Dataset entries
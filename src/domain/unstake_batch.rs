//! Withdrawal requests are grouped into batches.
//!
//! ## Withdrawal workflow
//! 1. `schedule_withdraw` burns LST and adds the underlying value to the open [UnstakeBatch]
//! 2. netting and undelegation scheduling draw on the oldest batches first. The first draw on a
//!    batch seals it, and later requests open the next batch.
//! 3. the batch is complete once its requested amount is fully covered by netted funds and scheduled
//!    undelegations, and every scheduled undelegation was executed by the staking agent
//! 4. the complete batch is settled: `payout = netted + returned`
//! 5. the payout is distributed pro-rata over the batch's withdrawal claims
//!
//! Rewards or slashing that hit the undelegated funds between request and settlement are shared by
//! all claims in the batch.

use crate::domain::{BatchId, BlockTimeHeight, UnderlyingAmount};
use crate::errors::StakingPoolError;
use crate::math::mul_div_floor;
use near_sdk::borsh::{BorshDeserialize, BorshSerialize};

#[derive(BorshSerialize, BorshDeserialize, Debug, Clone, Copy, PartialEq, Eq)]
#[borsh(crate = "near_sdk::borsh")]
pub struct Settlement {
    payout: UnderlyingAmount,
    undistributed_payout: UnderlyingAmount,
    undistributed_requested: UnderlyingAmount,
    settled_at: BlockTimeHeight,
}

impl Settlement {
    pub fn payout(&self) -> UnderlyingAmount {
        self.payout
    }

    pub fn undistributed_payout(&self) -> UnderlyingAmount {
        self.undistributed_payout
    }

    pub fn settled_at(&self) -> BlockTimeHeight {
        self.settled_at
    }
}

#[derive(BorshSerialize, BorshDeserialize, Debug, Clone, PartialEq)]
#[borsh(crate = "near_sdk::borsh")]
pub struct UnstakeBatch {
    id: BatchId,
    requested: UnderlyingAmount,
    /// covered by idle funds
    netted: UnderlyingAmount,
    /// covered by undelegation requests
    scheduled: UnderlyingAmount,
    /// released by the staking agent for executed undelegation requests
    returned: UnderlyingAmount,
    /// undelegation requests that have not yet been executed
    unresolved_entries: u32,
    sealed: bool,
    opened_at: BlockTimeHeight,
    settlement: Option<Settlement>,
}

impl UnstakeBatch {
    pub fn new(id: BatchId, opened_at: BlockTimeHeight) -> Self {
        Self {
            id,
            requested: UnderlyingAmount::ZERO,
            netted: UnderlyingAmount::ZERO,
            scheduled: UnderlyingAmount::ZERO,
            returned: UnderlyingAmount::ZERO,
            unresolved_entries: 0,
            sealed: false,
            opened_at,
            settlement: None,
        }
    }

    pub fn id(&self) -> BatchId {
        self.id
    }

    pub fn requested(&self) -> UnderlyingAmount {
        self.requested
    }

    pub fn netted(&self) -> UnderlyingAmount {
        self.netted
    }

    pub fn scheduled(&self) -> UnderlyingAmount {
        self.scheduled
    }

    pub fn returned(&self) -> UnderlyingAmount {
        self.returned
    }

    pub fn unresolved_entries(&self) -> u32 {
        self.unresolved_entries
    }

    pub fn is_sealed(&self) -> bool {
        self.sealed
    }

    pub fn opened_at(&self) -> BlockTimeHeight {
        self.opened_at
    }

    pub fn settlement(&self) -> Option<Settlement> {
        self.settlement
    }

    /// requested amount that is neither netted nor scheduled for undelegation
    pub fn unassigned(&self) -> UnderlyingAmount {
        self.requested.saturating_sub(self.netted + self.scheduled)
    }

    pub fn add_request(&mut self, amount: UnderlyingAmount) -> Result<(), StakingPoolError> {
        if self.sealed {
            return Err(StakingPoolError::InvalidState("withdrawal batch is sealed"));
        }
        self.requested = self
            .requested
            .checked_add(amount)
            .ok_or(StakingPoolError::ArithmeticOverflow)?;
        Ok(())
    }

    /// covers part of the batch with idle funds
    ///
    /// ## Panics
    /// if the amount exceeds the unassigned amount
    pub fn net(&mut self, amount: UnderlyingAmount) {
        assert!(amount <= self.unassigned(), "netted amount exceeds unassigned amount");
        self.sealed = true;
        self.netted += amount;
    }

    /// Covers part of the batch with idle funds that are credited to the batch's claims right away.
    ///
    /// The credited amount leaves the batch, so it takes no part in the settlement payout.
    pub fn credit(&mut self, amount: UnderlyingAmount) -> Result<(), StakingPoolError> {
        if amount > self.unassigned() {
            return Err(StakingPoolError::InvariantViolated(
                "credited amount exceeds unassigned amount",
            ));
        }
        self.sealed = true;
        self.requested -= amount;
        Ok(())
    }

    /// true if every request of the batch was credited directly
    pub fn is_empty(&self) -> bool {
        self.sealed && self.requested.is_zero()
    }

    /// covers part of the batch with an undelegation request
    ///
    /// ## Panics
    /// if the amount exceeds the unassigned amount
    pub fn schedule(&mut self, amount: UnderlyingAmount) {
        assert!(amount <= self.unassigned(), "scheduled amount exceeds unassigned amount");
        self.sealed = true;
        self.scheduled += amount;
        self.unresolved_entries += 1;
    }

    /// records the amount the staking agent released for one of the batch's undelegation requests
    pub fn resolve(&mut self, returned: UnderlyingAmount) {
        self.unresolved_entries = self.unresolved_entries.saturating_sub(1);
        self.returned += returned;
    }

    pub fn is_complete(&self) -> bool {
        self.sealed && self.unassigned().is_zero() && self.unresolved_entries == 0
    }

    /// returns true if the batch was settled by this call
    pub fn settle(&mut self, settled_at: BlockTimeHeight) -> bool {
        if self.settlement.is_some() || !self.is_complete() {
            return false;
        }
        let payout = self.netted + self.returned;
        self.settlement = Some(Settlement {
            payout,
            undistributed_payout: payout,
            undistributed_requested: self.requested,
            settled_at,
        });
        true
    }

    pub fn is_settled(&self) -> bool {
        self.settlement.is_some()
    }

    /// Computes the payout share for a withdrawal claim of `amount` and removes it from the
    /// undistributed payout.
    ///
    /// Shares are computed over what has not yet been distributed, so the last claim of the batch
    /// receives the remainder and per-batch sums are exact.
    pub fn distribute(&mut self, amount: UnderlyingAmount) -> Result<UnderlyingAmount, StakingPoolError> {
        let settlement = self
            .settlement
            .as_mut()
            .ok_or(StakingPoolError::InvalidState("withdrawal batch is not settled"))?;
        if amount > settlement.undistributed_requested {
            return Err(StakingPoolError::InvariantViolated(
                "withdrawal claim exceeds undistributed batch amount",
            ));
        }
        let share = mul_div_floor(
            settlement.undistributed_payout.value(),
            amount.value(),
            settlement.undistributed_requested.value(),
        )
        .map(UnderlyingAmount)
        .ok_or(StakingPoolError::ArithmeticOverflow)?;
        settlement.undistributed_payout -= share;
        settlement.undistributed_requested -= amount;
        Ok(share)
    }

    pub fn is_fully_distributed(&self) -> bool {
        self.settlement
            .map(|settlement| settlement.undistributed_requested.is_zero())
            .unwrap_or(false)
    }
}

#[cfg(test)]
mod test {
    use super::*;

    fn batch() -> UnstakeBatch {
        UnstakeBatch::new(BatchId(1), BlockTimeHeight::default())
    }

    #[test]
    fn netting_seals_batch() {
        let mut batch = batch();
        batch.add_request(10.into()).unwrap();
        batch.net(4.into());
        assert!(batch.is_sealed());
        assert_eq!(batch.unassigned(), UnderlyingAmount(6));
        assert_eq!(
            batch.add_request(1.into()).unwrap_err().code(),
            "INVALID_STATE"
        );
    }

    /// Given a batch that is partially netted and partially scheduled for undelegation
    /// When the undelegation has not been executed
    /// Then the batch is not settled
    /// When the undelegation is executed with rewards
    /// Then the batch settles with the rewards included in the payout
    #[test]
    fn settles_once_all_entries_are_resolved() {
        let mut batch = batch();
        batch.add_request(10.into()).unwrap();
        batch.net(4.into());
        batch.schedule(6.into());
        assert!(!batch.settle(BlockTimeHeight::default()));

        batch.resolve(8.into());
        assert!(batch.settle(BlockTimeHeight::default()));
        assert_eq!(batch.settlement().unwrap().payout(), UnderlyingAmount(12));
        // settling twice is a no-op
        assert!(!batch.settle(BlockTimeHeight::default()));
    }

    #[test]
    fn distribution_is_pro_rata_and_exact() {
        let mut batch = batch();
        for amount in [1u128, 1, 1] {
            batch.add_request(amount.into()).unwrap();
        }
        batch.schedule(3.into());
        batch.resolve(4.into());
        assert!(batch.settle(BlockTimeHeight::default()));

        // 4 * 1 / 3 = 1, 3 * 1 / 2 = 1, the last claim gets the remainder
        let shares: Vec<u128> = (0..3)
            .map(|_| batch.distribute(1.into()).unwrap().value())
            .collect();
        assert_eq!(shares, vec![1, 1, 2]);
        assert!(batch.is_fully_distributed());
    }

    /// Given a batch of 10 that is partially credited
    /// When the rest is netted
    /// Then the settlement only covers the netted part
    #[test]
    fn credited_amount_leaves_the_batch() {
        let mut batch = batch();
        batch.add_request(10.into()).unwrap();
        batch.credit(4.into()).unwrap();
        assert!(batch.is_sealed());
        assert_eq!(batch.requested(), UnderlyingAmount(6));
        assert_eq!(
            batch.credit(7.into()).unwrap_err().code(),
            "INVARIANT_VIOLATED"
        );

        batch.net(6.into());
        assert!(batch.settle(BlockTimeHeight::default()));
        assert_eq!(batch.distribute(6.into()).unwrap(), UnderlyingAmount(6));
        assert!(batch.is_fully_distributed());

        let mut credited = UnstakeBatch::new(BatchId(2), BlockTimeHeight::default());
        credited.add_request(3.into()).unwrap();
        assert!(!credited.is_empty());
        credited.credit(3.into()).unwrap();
        assert!(credited.is_empty());
    }

    #[test]
    fn distribute_requires_settlement() {
        let mut batch = batch();
        batch.add_request(1.into()).unwrap();
        assert_eq!(
            batch.distribute(1.into()).unwrap_err().code(),
            "INVALID_STATE"
        );
    }
}
//! Connected-component extraction over an implicit adjacency graph.

use super::index::{GeometryEntry, GeometryIndex};

/// One connected component, members in depth-first visitation order.
#[derive(Debug, Clone, PartialEq, Eq)]
pub struct Cluster<N> {
    members: Vec<N>,
    positions: Vec<usize>,
}

impl<N: Copy + PartialEq> Cluster<N> {
    pub fn new(members: Vec<N>, positions: Vec<usize>) -> Self {
        debug_assert_eq!(members.len(), positions.len());
        Self { members, positions }
    }

    pub fn members(&self) -> &[N] {
        &self.members
    }

    /// Positions of the members in the geometry index.
    pub fn positions(&self) -> &[usize] {
        &self.positions
    }

    pub fn len(&self) -> usize {
        self.members.len()
    }

    pub fn is_empty(&self) -> bool {
        self.members.is_empty()
    }

    pub fn is_singleton(&self) -> bool {
        self.members.len() == 1
    }

    pub fn contains(&self, node: N) -> bool {
        self.members.contains(&node)
    }
}

/// Exhaustive, disjoint partition of a selection into clusters.
#[derive(Debug, Clone, PartialEq, Eq)]
pub struct ClusterPartition<N> {
    clusters: Vec<Cluster<N>>,
}

impl<N: Copy + PartialEq> ClusterPartition<N> {
    pub fn clusters(&self) -> &[Cluster<N>] {
        &self.clusters
    }

    pub fn len(&self) -> usize {
        self.clusters.len()
    }

    pub fn is_empty(&self) -> bool {
        self.clusters.is_empty()
    }

    /// Number of clusters holding exactly one node.
    pub fn singletons(&self) -> usize {
        self.clusters.iter().filter(|c| c.is_singleton()).count()
    }

    /// Clusters that would produce a container.
    pub fn groupable(&self) -> impl Iterator<Item = &Cluster<N>> {
        self.clusters.iter().filter(|c| c.len() > 1)
    }

    /// Total number of nodes across all clusters.
    pub fn node_count(&self) -> usize {
        self.clusters.iter().map(Cluster::len).sum()
    }

    pub fn iter(&self) -> std::slice::Iter<'_, Cluster<N>> {
        self.clusters.iter()
    }
}

impl<N> IntoIterator for ClusterPartition<N> {
    type Item = Cluster<N>;
    type IntoIter = std::vec::IntoIter<Cluster<N>>;

    fn into_iter(self) -> Self::IntoIter {
        self.clusters.into_iter()
    }
}

/// Splits the index into connected components.
///
/// Each unvisited entry, taken in input order, seeds a depth-first traversal
/// that descends into every unvisited entry `connected` accepts, scanning
/// candidates in input order. The frame stack keeps `(entry, next candidate)`
/// so the visitation order matches a recursive traversal without using the
/// call stack. O(n²) predicate calls in the worst case.
pub fn extract_clusters<N, F>(index: &GeometryIndex<N>, mut connected: F) -> ClusterPartition<N>
where
    N: Copy + Eq + std::hash::Hash,
    F: FnMut(&GeometryEntry<N>, &GeometryEntry<N>) -> bool,
{
    let entries = index.entries();
    let n = entries.len();
    let mut visited = vec![false; n];
    let mut clusters = Vec::new();
    let mut stack: Vec<(usize, usize)> = Vec::new();

    for seed in 0..n {
        if visited[seed] {
            continue;
        }

        let mut positions = vec![seed];
        visited[seed] = true;
        stack.push((seed, 0));

        while let Some(frame) = stack.last_mut() {
            let (current, cursor) = *frame;
            let next = (cursor..n).find(|&j| !visited[j] && connected(&entries[current], &entries[j]));
            match next {
                Some(j) => {
                    frame.1 = j + 1;
                    visited[j] = true;
                    positions.push(j);
                    stack.push((j, 0));
                }
                None => {
                    stack.pop();
                }
            }
        }

        let members = positions.iter().map(|&p| entries[p].node).collect();
        clusters.push(Cluster { members, positions });
    }

    ClusterPartition { clusters }
}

* WORK INSTRUCTIONS *
Each line of the entries holding the string "derive" should be found and copied.

* EXPECTED ANSWER *
#[derive(BorshSerialize, BorshDeserialize, Debug, Clone, Copy, PartialEq, Eq)]
#[derive(BorshSerialize, BorshDeserialize, Debug, Clone, PartialEq)]
#[derive(Debug, Clone, PartialEq, Eq)]
#[derive(Debug, Clone, PartialEq, Eq)]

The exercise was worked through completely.